Spy satellites that use optical sensors tend to operate in low earth orbit at altitudes of hundreds of kilometers. It usually takes several minutes for these satellites to pass a particular point on the surface of the earth. This requires Kalina to be able to operate continuously for that period of time while maintaining a permanent track with its optical sensor. These functions are performed by the telescope system.

Based on reported telescope details, Kalina can target overhead satellites with paths of hundreds of miles. It will be possible to protect against information gathering by optical sensors. 40,000 square miles is roughly the size of Kentucky.

Russia claims to have deployed a less capable truck-mounted laser dazzle system called Peresvet in 2019. However, there is no confirmation that it was used successfully.

Laser power levels will likely continue to increase, and beyond the temporary glare effect, can permanently damage the sensor’s imaging hardware. Although the development of laser technology is heading in that direction, the use of such lasers has important policy considerations. Permanent destruction of space-based sensors by nation states could be viewed as an act of aggression leading to rapid escalation of tensions.

cosmic laser

An even bigger concern is the potential deployment of laser weapons into space. Such a system would be very effective as the target range would likely be significantly reduced and there would be no atmosphere to weaken the beam. The power levels required for space-based lasers to seriously damage a spacecraft are greatly reduced compared to ground-based systems.

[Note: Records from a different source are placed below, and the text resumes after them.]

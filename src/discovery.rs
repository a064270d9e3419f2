//! Target Discovery
//!
//! Resolves command-line inputs into the list of PNG files to process:
//! - Folder mode: every `.png` in a directory, optionally descending into
//!   sub-directories
//! - File mode: explicitly named files, each validated up front
//!
//! Invalid files are returned as rejections rather than aborting the run.

use std::collections::HashSet;
use std::ffi::OsStr;
use std::fs;
use std::path::{Path, PathBuf};
use crate::error::{Result, PrismError};

/// Resolved batch input
#[derive(Debug, Default)]
pub struct Targets {
    /// Files to process, de-duplicated, in discovery order
    pub paths: Vec<PathBuf>,
    /// Named files that failed validation
    pub rejected: Vec<(PathBuf, PrismError)>,
}

impl Targets {
    pub fn is_empty(&self) -> bool {
        self.paths.is_empty()
    }
}

fn is_png(path: &Path) -> bool {
    path.extension()
        .and_then(OsStr::to_str)
        .map(|ext| ext.eq_ignore_ascii_case("png"))
        .unwrap_or(false)
}

/// Collect `.png` files (case-insensitive) inside `dir`, sorted by path
pub fn collect_folder(dir: &Path, recursive: bool) -> Result<Vec<PathBuf>> {
    let metadata = fs::metadata(dir)
        .map_err(|e| PrismError::input(dir, format!("unable to read directory: {}", e)))?;
    if !metadata.is_dir() {
        return Err(PrismError::input(dir, "not a directory"));
    }

    let mut files = Vec::new();
    let mut pending = vec![dir.to_path_buf()];

    while let Some(current) = pending.pop() {
        let entries = fs::read_dir(&current)
            .map_err(|e| PrismError::input(&current, format!("unable to read directory: {}", e)))?;

        for entry in entries {
            let entry = entry?;
            let path = entry.path();
            let file_type = entry.file_type()?;

            if file_type.is_file() && is_png(&path) {
                files.push(path);
            } else if recursive && file_type.is_dir() {
                pending.push(path);
            }
        }
    }

    files.sort();
    Ok(files)
}

/// Check that `path` is an existing regular file with a `.png` extension
pub fn validate_file(path: &Path) -> Result<PathBuf> {
    let metadata = fs::metadata(path)
        .map_err(|_| PrismError::input(path, "path does not exist"))?;
    if !metadata.is_file() {
        return Err(PrismError::input(path, "not a regular file"));
    }
    if !is_png(path) {
        return Err(PrismError::input(path, "not a .png file"));
    }
    Ok(path.to_path_buf())
}

/// Turn CLI inputs into targets. A folder takes precedence over files.
pub fn resolve_targets(files: &[PathBuf], folder: Option<&Path>, recursive: bool) -> Result<Targets> {
    let mut targets = Targets::default();

    let candidates = match folder {
        Some(dir) => collect_folder(dir, recursive)?,
        None => {
            let mut valid = Vec::new();
            for file in files {
                match validate_file(file) {
                    Ok(path) => valid.push(path),
                    Err(e) => targets.rejected.push((file.clone(), e)),
                }
            }
            valid
        }
    };

    // Two spellings of one file must not be processed concurrently
    let mut seen = HashSet::new();
    for path in candidates {
        let key = fs::canonicalize(&path).unwrap_or_else(|_| path.clone());
        if seen.insert(key) {
            targets.paths.push(path);
        }
    }

    Ok(targets)
}

#[cfg(test)]
mod tests {
    use super::*;
    use tempfile::tempdir;

    fn touch(path: &Path) {
        if let Some(parent) = path.parent() {
            fs::create_dir_all(parent).unwrap();
        }
        fs::write(path, b"").unwrap();
    }

    #[test]
    fn test_collect_folder_filters_png() {
        let dir = tempdir().unwrap();
        touch(&dir.path().join("b.png"));
        touch(&dir.path().join("a.PNG"));
        touch(&dir.path().join("notes.txt"));
        touch(&dir.path().join("nested").join("c.png"));

        let files = collect_folder(dir.path(), false).unwrap();
        let names: Vec<_> = files
            .iter()
            .map(|p| p.file_name().unwrap().to_string_lossy().to_string())
            .collect();
        assert_eq!(names, vec!["a.PNG", "b.png"]);
    }

    #[test]
    fn test_collect_folder_recursive() {
        let dir = tempdir().unwrap();
        touch(&dir.path().join("top.png"));
        touch(&dir.path().join("one").join("mid.png"));
        touch(&dir.path().join("one").join("two").join("deep.png"));
        touch(&dir.path().join("one").join("two").join("skip.jpg"));

        let files = collect_folder(dir.path(), true).unwrap();
        assert_eq!(files.len(), 3);
        assert!(files.iter().any(|p| p.ends_with("one/two/deep.png")));
    }

    #[test]
    fn test_collect_folder_rejects_file() {
        let dir = tempdir().unwrap();
        let file = dir.path().join("x.png");
        touch(&file);
        assert!(matches!(collect_folder(&file, false), Err(PrismError::Input { .. })));
        assert!(collect_folder(&dir.path().join("missing"), false).is_err());
    }

    #[test]
    fn test_validate_file() {
        let dir = tempdir().unwrap();
        let png = dir.path().join("ok.png");
        let txt = dir.path().join("bad.txt");
        touch(&png);
        touch(&txt);

        assert_eq!(validate_file(&png).unwrap(), png);
        assert!(validate_file(&txt).is_err());
        assert!(validate_file(dir.path()).is_err());
        assert!(validate_file(&dir.path().join("gone.png")).is_err());
    }

    #[test]
    fn test_resolve_files_splits_rejected_and_dedups() {
        let dir = tempdir().unwrap();
        let png = dir.path().join("ok.png");
        touch(&png);
        let missing = dir.path().join("missing.png");

        let targets = resolve_targets(&[png.clone(), missing.clone(), png.clone()], None, false).unwrap();

        assert_eq!(targets.paths, vec![png]);
        assert_eq!(targets.rejected.len(), 1);
        assert_eq!(targets.rejected[0].0, missing);
    }

    #[test]
    fn test_resolve_folder_ignores_files() {
        let dir = tempdir().unwrap();
        touch(&dir.path().join("in_folder.png"));
        let targets = resolve_targets(&[PathBuf::from("elsewhere.png")], Some(dir.path()), false).unwrap();
        assert_eq!(targets.paths.len(), 1);
        assert!(targets.rejected.is_empty());
    }
}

Additionally, space-based lasers can be used to target satellites by pointing the lasers at propellant tanks and power systems. This completely disables the spacecraft if damaged.

As technology continues to advance, the use of laser weapons in space becomes more likely. The question looks like this: What are the results?conversation

Iain Boyd, Professor of Aerospace Engineering Science, University of Colorado Boulder

This article is reprinted from The Conversation under a Creative Commons license. Please read the original article.